Inter aposta na linha de cinco com Pezzolano para fugir do Z-4

Inter aposta na linha de cinco com Pezzolano para fugir do Z-4

O Internacional encontrou uma solução tática que, neste momento crítico do Campeonato Brasileiro, não pode ser descartada de forma alguma. A linha de cinco defensores, adotada por Pezzolano, não é apenas uma escolha de formação — ela representa uma proteção que o time vinha precisando desesperadamente, especialmente para fechar os espaços na área e dificultar a vida dos adversários.

Mas engana-se quem pensa que a mudança beneficia apenas o setor defensivo. Com três jogadores ocupando o meio-campo e cobrindo os corredores, o Inter consegue proteger melhor a região central e, ao mesmo tempo, liberar seus talentos ofensivos. Alan Patrick e Carbonero, por exemplo, ganham liberdade para flutuar e participar das jogadas de ataque sem carregar o peso da recomposição defensiva.

É exatamente esse equilíbrio que o Colorado precisa para sair da situação incômoda em que se meteu. Em uma equipe que vem sofrendo com falhas defensivas e falta de consistência, não há espaço para abrir mão de uma estrutura que aumenta a segurança sem impedir o time de atacar.

Os números comprovam que o caminho funciona

Os próprios dados do Brasileirão reforçam essa tese. A escalação com o melhor aproveitamento do Inter na competição, de 45%, foi usada justamente antes da pausa para a Copa e tinha cinco jogadores na última linha e três no meio-campo.

Na ocasião, o time foi formado por Anthoni; Vitinho, Bruno Gomes, Mercado, Juninho e Matheus Bahia; Villagra, Bruno Henrique e Bernabei; Carbonero e Alerrandro. Essa configuração deixa clara a intenção de Pezzolano: proteger a área com cinco jogadores, povoar o meio e liberar os homens mais ofensivos.

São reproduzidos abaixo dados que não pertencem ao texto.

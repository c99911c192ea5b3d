use axum::{
    extract::{Path, Query, State},
    http::StatusCode,
    response::IntoResponse,
    Json,
};
use serde::{Deserialize, Serialize};
use uuid::Uuid;

use crate::models::*;
use crate::parser::{has_task_tree_structure, parse_task_tree, render_task_tree};
use crate::service::{ServiceError, Services};
use crate::tree::TreeError;

// ============================================================
// Error Handling
// ============================================================

/// Map a service error to a response. Client errors keep their message;
/// internal failures are logged in full and returned as a generic message.
fn service_error(e: ServiceError) -> (StatusCode, String) {
    let status = match &e {
        ServiceError::NotFound(_) | ServiceError::Tree(TreeError::NotFound(_)) => StatusCode::NOT_FOUND,
        ServiceError::BadRequest(_) | ServiceError::Tree(_) => StatusCode::BAD_REQUEST,
        ServiceError::Prompt(_) | ServiceError::Storage(_) => {
            tracing::error!("Internal error: {:#}", e);
            return (
                StatusCode::INTERNAL_SERVER_ERROR,
                "Internal server error".to_string(),
            );
        }
    };
    tracing::warn!("Request rejected: {}", e);
    (status, e.to_string())
}

// ============================================================
// Request / response types
// ============================================================

#[derive(Debug, Clone, Serialize, Deserialize)]
pub struct TextInput {
    pub text: String,
}

pub type ParseTreeInput = TextInput;

#[derive(Debug, Clone, Serialize, Deserialize)]
pub struct ParseTreeResponse {
    /// At least two type markers were found.
    pub has_structure: bool,
    /// Empty unless `has_structure` is set.
    pub nodes: Vec<TaskNode>,
    pub rendered: String,
}

#[derive(Debug, Clone, Serialize, Deserialize)]
pub struct TaskTreeResponse {
    pub nodes: Vec<TaskNode>,
    pub outline: String,
}

#[derive(Debug, Deserialize)]
pub struct TreeQuery {
    #[serde(default)]
    pub include_archived: bool,
}

// ============================================================
// Health
// ============================================================

pub async fn health() -> impl IntoResponse {
    Json(serde_json::json!({ "status": "ok" }))
}

// ============================================================
// Conversations
// ============================================================

pub async fn create_conversation(
    State(services): State<Services>,
    Json(input): Json<CreateConversationInput>,
) -> Result<(StatusCode, Json<Conversation>), (StatusCode, String)> {
    services
        .chat
        .create_conversation(input)
        .map(|c| (StatusCode::CREATED, Json(c)))
        .map_err(service_error)
}

pub async fn get_conversation(
    State(services): State<Services>,
    Path(id): Path<Uuid>,
) -> Result<Json<ConversationDetail>, (StatusCode, String)> {
    services.chat.get_conversation(id).map(Json).map_err(service_error)
}

pub async fn delete_conversation(
    State(services): State<Services>,
    Path(id): Path<Uuid>,
) -> Result<StatusCode, (StatusCode, String)> {
    services
        .chat
        .delete_conversation(id)
        .map(|_| StatusCode::NO_CONTENT)
        .map_err(service_error)
}

pub async fn list_conversations(
    State(services): State<Services>,
    Path(user_id): Path<String>,
) -> Result<Json<Vec<Conversation>>, (StatusCode, String)> {
    services
        .chat
        .list_conversations(&user_id)
        .map(Json)
        .map_err(service_error)
}

pub async fn send_message(
    State(services): State<Services>,
    Path(id): Path<Uuid>,
    Json(input): Json<SendMessageInput>,
) -> Result<Json<TurnOutcome>, (StatusCode, String)> {
    services
        .chat
        .send_message(id, input)
        .await
        .map(Json)
        .map_err(service_error)
}

pub async fn restart_conversation(
    State(services): State<Services>,
    Path(id): Path<Uuid>,
) -> Result<Json<DialogueState>, (StatusCode, String)> {
    services.chat.restart(id).map(Json).map_err(service_error)
}

// ============================================================
// Parsing
// ============================================================

pub async fn parse_tree(Json(input): Json<ParseTreeInput>) -> Json<ParseTreeResponse> {
    let has_structure = has_task_tree_structure(&input.text);
    let nodes = if has_structure {
        parse_task_tree(&input.text)
    } else {
        Vec::new()
    };
    let rendered = render_task_tree(&nodes);
    Json(ParseTreeResponse {
        has_structure,
        nodes,
        rendered,
    })
}

pub async fn parse_actions(
    State(services): State<Services>,
    Path(user_id): Path<String>,
    Json(input): Json<TextInput>,
) -> Result<Json<ActionExtraction>, (StatusCode, String)> {
    services
        .tree
        .extract_actions(&user_id, &input.text)
        .map(Json)
        .map_err(service_error)
}

// ============================================================
// Task tree
// ============================================================

pub async fn get_task_tree(
    State(services): State<Services>,
    Path(user_id): Path<String>,
    Query(query): Query<TreeQuery>,
) -> Result<Json<TaskTreeResponse>, (StatusCode, String)> {
    let nodes = services
        .tree
        .get_forest(&user_id, query.include_archived)
        .map_err(service_error)?;
    let outline = render_task_tree(&nodes);
    Ok(Json(TaskTreeResponse { nodes, outline }))
}

pub async fn merge_task_tree(
    State(services): State<Services>,
    Path(user_id): Path<String>,
    Json(input): Json<MergeTreeInput>,
) -> Result<(StatusCode, Json<MergeTreeResponse>), (StatusCode, String)> {
    let response = services
        .tree
        .merge_proposal(&user_id, input)
        .map_err(service_error)?;
    let status = if response.nothing_found {
        StatusCode::OK
    } else {
        StatusCode::CREATED
    };
    Ok((status, Json(response)))
}

pub async fn apply_actions(
    State(services): State<Services>,
    Path(user_id): Path<String>,
    Json(input): Json<ApplyActionsInput>,
) -> Result<Json<ApplyActionsResponse>, (StatusCode, String)> {
    services
        .tree
        .apply_actions(&user_id, input.actions)
        .map(Json)
        .map_err(service_error)
}

pub async fn mini_chat(
    State(services): State<Services>,
    Path(user_id): Path<String>,
    Json(input): Json<MiniChatInput>,
) -> Result<Json<MiniChatOutcome>, (StatusCode, String)> {
    services
        .tree
        .mini_chat(&user_id, input)
        .await
        .map(Json)
        .map_err(service_error)
}

pub async fn archive_node(
    State(services): State<Services>,
    Path((user_id, node_id)): Path<(String, String)>,
) -> Result<Json<serde_json::Value>, (StatusCode, String)> {
    let archived = services
        .tree
        .archive_node(&user_id, &node_id)
        .map_err(service_error)?;
    Ok(Json(serde_json::json!({ "archived": archived })))
}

E há um detalhe ainda mais importante nessa discussão: não basta simplesmente escalar três zagueiros e acreditar que o problema está resolvido. Quando o Internacional tentou usar o mesmo desenho com três zagueiros de origem, não venceu uma única partida no Brasileirão.

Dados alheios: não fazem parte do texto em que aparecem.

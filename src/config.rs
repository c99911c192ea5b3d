//! Runtime configuration.
//!
//! Values come from environment variables, with CLI flags layered on top in
//! `main`:
//! - `TIMETURN_PORT` - HTTP port (default: 3000)
//! - `TIMETURN_DB` - SQLite path (default: platform data dir)
//! - `TIMETURN_PROVIDER` - default LLM provider (`gemini`, `openai`, `anthropic`)
//! - `TIMETURN_HISTORY_LIMIT` - prior messages sent with each turn (default: 20)
//! - `TIMETURN_DEBOUNCE_MS` - state write debounce (default: 500)
//! - `TIMETURN_CHARACTER` - the assistant character's name
//! - `TIMETURN_RULES` - detection rules JSON (default: `<config dir>/timeturn/rules.json`)

use std::path::{Path, PathBuf};
use std::str::FromStr;
use std::time::Duration;

use anyhow::{Context, Result};
use dirs::config_dir;

use crate::dialogue::{DetectionRules, RulesConfig};
use crate::llm::ProviderKind;
use crate::writer::DEFAULT_DEBOUNCE;

const APP_NAME: &str = "timeturn";
const RULES_FILE: &str = "rules.json";

pub const DEFAULT_PORT: u16 = 3000;
pub const DEFAULT_HISTORY_LIMIT: usize = 20;
pub const DEFAULT_CHARACTER: &str = "ときお";

#[derive(Debug, Clone)]
pub struct Config {
    pub port: u16,
    /// `None` uses [`crate::db::default_path`].
    pub db_path: Option<PathBuf>,
    pub provider: ProviderKind,
    pub history_limit: usize,
    pub debounce: Duration,
    pub character: String,
    /// `None` uses `<config dir>/timeturn/rules.json` when it exists.
    pub rules_path: Option<PathBuf>,
}

impl Default for Config {
    fn default() -> Self {
        Self {
            port: DEFAULT_PORT,
            db_path: None,
            provider: ProviderKind::default(),
            history_limit: DEFAULT_HISTORY_LIMIT,
            debounce: DEFAULT_DEBOUNCE,
            character: DEFAULT_CHARACTER.to_string(),
            rules_path: None,
        }
    }
}

impl Config {
    pub fn from_env() -> Self {
        let defaults = Self::default();
        let var = |name: &str| std::env::var(name).ok().filter(|v| !v.trim().is_empty());

        let provider = match var("TIMETURN_PROVIDER") {
            Some(name) => ProviderKind::from_str(&name).unwrap_or_else(|| {
                tracing::warn!(%name, "unknown TIMETURN_PROVIDER, using default");
                defaults.provider
            }),
            None => defaults.provider,
        };

        Self {
            port: parse_var("TIMETURN_PORT").unwrap_or(defaults.port),
            db_path: var("TIMETURN_DB").map(PathBuf::from),
            provider,
            history_limit: parse_var("TIMETURN_HISTORY_LIMIT").unwrap_or(defaults.history_limit),
            debounce: parse_var("TIMETURN_DEBOUNCE_MS")
                .map(Duration::from_millis)
                .unwrap_or(defaults.debounce),
            character: var("TIMETURN_CHARACTER").unwrap_or(defaults.character),
            rules_path: var("TIMETURN_RULES").map(PathBuf::from),
        }
    }

    /// Compile the detection rules. The built-ins are used when no rules file
    /// exists, or when the file cannot be read, parsed, or compiled.
    pub fn load_rules(&self) -> DetectionRules {
        let path = match &self.rules_path {
            Some(path) => path.clone(),
            None => match default_rules_path() {
                Some(path) if path.exists() => path,
                _ => return DetectionRules::default(),
            },
        };
        load_rules_from(&path).unwrap_or_else(|e| {
            tracing::warn!(path = %path.display(), error = %format!("{:#}", e), "using built-in detection rules");
            DetectionRules::default()
        })
    }
}

pub fn load_rules_from(path: &Path) -> Result<DetectionRules> {
    let content = std::fs::read_to_string(path)
        .with_context(|| format!("Failed to read rules file {}", path.display()))?;
    let config: RulesConfig = serde_json::from_str(&content)
        .with_context(|| format!("Failed to parse rules file {}", path.display()))?;
    let rules = config.compile()?;
    tracing::info!("Loaded detection rules from {}", path.display());
    Ok(rules)
}

fn default_rules_path() -> Option<PathBuf> {
    let mut path = config_dir()?;
    path.push(APP_NAME);
    path.push(RULES_FILE);
    Some(path)
}

fn parse_var<T: FromStr>(name: &str) -> Option<T> {
    let raw = std::env::var(name).ok()?;
    match raw.trim().parse() {
        Ok(value) => Some(value),
        Err(_) => {
            tracing::warn!(%name, %raw, "ignoring unparsable value");
            None
        }
    }
}

#[cfg(test)]
mod tests {
    use super::*;
    use std::io::Write;

    #[test]
    fn rules_file_overrides_tables() {
        let mut file = tempfile::NamedTempFile::new().unwrap();
        write!(file, r#"{{ "affirmative": ["^やる$"] }}"#).unwrap();

        let config = Config {
            rules_path: Some(file.path().to_path_buf()),
            ..Default::default()
        };
        let rules = config.load_rules();
        assert!(rules.is_affirmative("やる"));
        assert!(!rules.is_affirmative("お願いします"));
    }

    #[test]
    fn invalid_rules_file_reports_the_table() {
        let mut file = tempfile::NamedTempFile::new().unwrap();
        write!(file, r#"{{ "motivation": ["(oops"] }}"#).unwrap();

        let err = load_rules_from(file.path()).unwrap_err();
        assert!(format!("{:#}", err).contains("motivation"));
    }

    #[test]
    fn invalid_rules_file_falls_back_to_built_ins() {
        let mut file = tempfile::NamedTempFile::new().unwrap();
        write!(file, r#"{{ "affirmative": ["(oops"] }}"#).unwrap();

        let config = Config {
            rules_path: Some(file.path().to_path_buf()),
            ..Default::default()
        };
        let rules = config.load_rules();
        assert!(rules.is_affirmative("お願いします"));
    }

    #[test]
    fn missing_explicit_rules_file_falls_back_to_built_ins() {
        let config = Config {
            rules_path: Some(PathBuf::from("/nonexistent/timeturn/rules.json")),
            ..Default::default()
        };
        assert!(config.load_rules().is_affirmative("お願いします"));
    }

    #[test]
    fn malformed_json_falls_back_to_built_ins() {
        let mut file = tempfile::NamedTempFile::new().unwrap();
        write!(file, "not json").unwrap();

        let config = Config {
            rules_path: Some(file.path().to_path_buf()),
            ..Default::default()
        };
        assert!(config.load_rules().is_affirmative("お願いします"));
    }
}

Isso mostra que a questão não está apenas no número de defensores. A característica dos jogadores que ocupam cada função é fundamental para fazer o sistema funcionar. Laterais ou alas com capacidade de avançar, recompor e ocupar diferentes corredores dão outra dinâmica à formação.

O Inter precisa proteger a área sem perder força

É por isso que Pezzolano precisa ter cuidado para não abandonar a linha de cinco justamente quando encontrou uma estrutura capaz de dar maior segurança ao time. O Colorado não está em uma situação em que pode se dar ao luxo de testar novamente soluções que já não apresentaram resultado.

A prioridade precisa ser clara: primeiro, diminuir os espaços concedidos; depois, aproveitar a qualidade de Alan Patrick, Carbonero e dos demais jogadores ofensivos. A linha de cinco não precisa transformar o Inter em uma equipe defensiva. Pelo contrário, pode ser justamente a base para que o time ataque melhor.

Com mais proteção atrás, os jogadores de frente conseguem receber em posições mais favoráveis. E isso é especialmente importante para Alan Patrick, que não deveria passar boa parte da partida preocupado em perseguir adversários até a própria área.

O próximo teste será contra o São Paulo, no sábado, às 21h, no Morumbi. Uma vitória pode levar o Internacional aos 32 pontos e tirar o clube da zona de rebaixamento, dependendo dos resultados dos concorrentes. É uma partida em que o Inter precisa entender que organização vale tanto quanto necessidade de vencer.

Pezzolano precisa entender o momento

Neste momento do campeonato, insistir naquilo que oferece maior segurança é muito mais importante do que buscar uma formação considerada mais ofensiva no papel. O Inter precisa de pontos, mas precisa, principalmente, parar de perder jogos por desorganização defensiva.

O Inter não precisa jogar bonito neste momento. Precisa jogar com inteligência. E a linha de cinco, quando bem executada, é a ferramenta mais confiável que Pezzolano tem nas mãos para escapar do rebaixamento.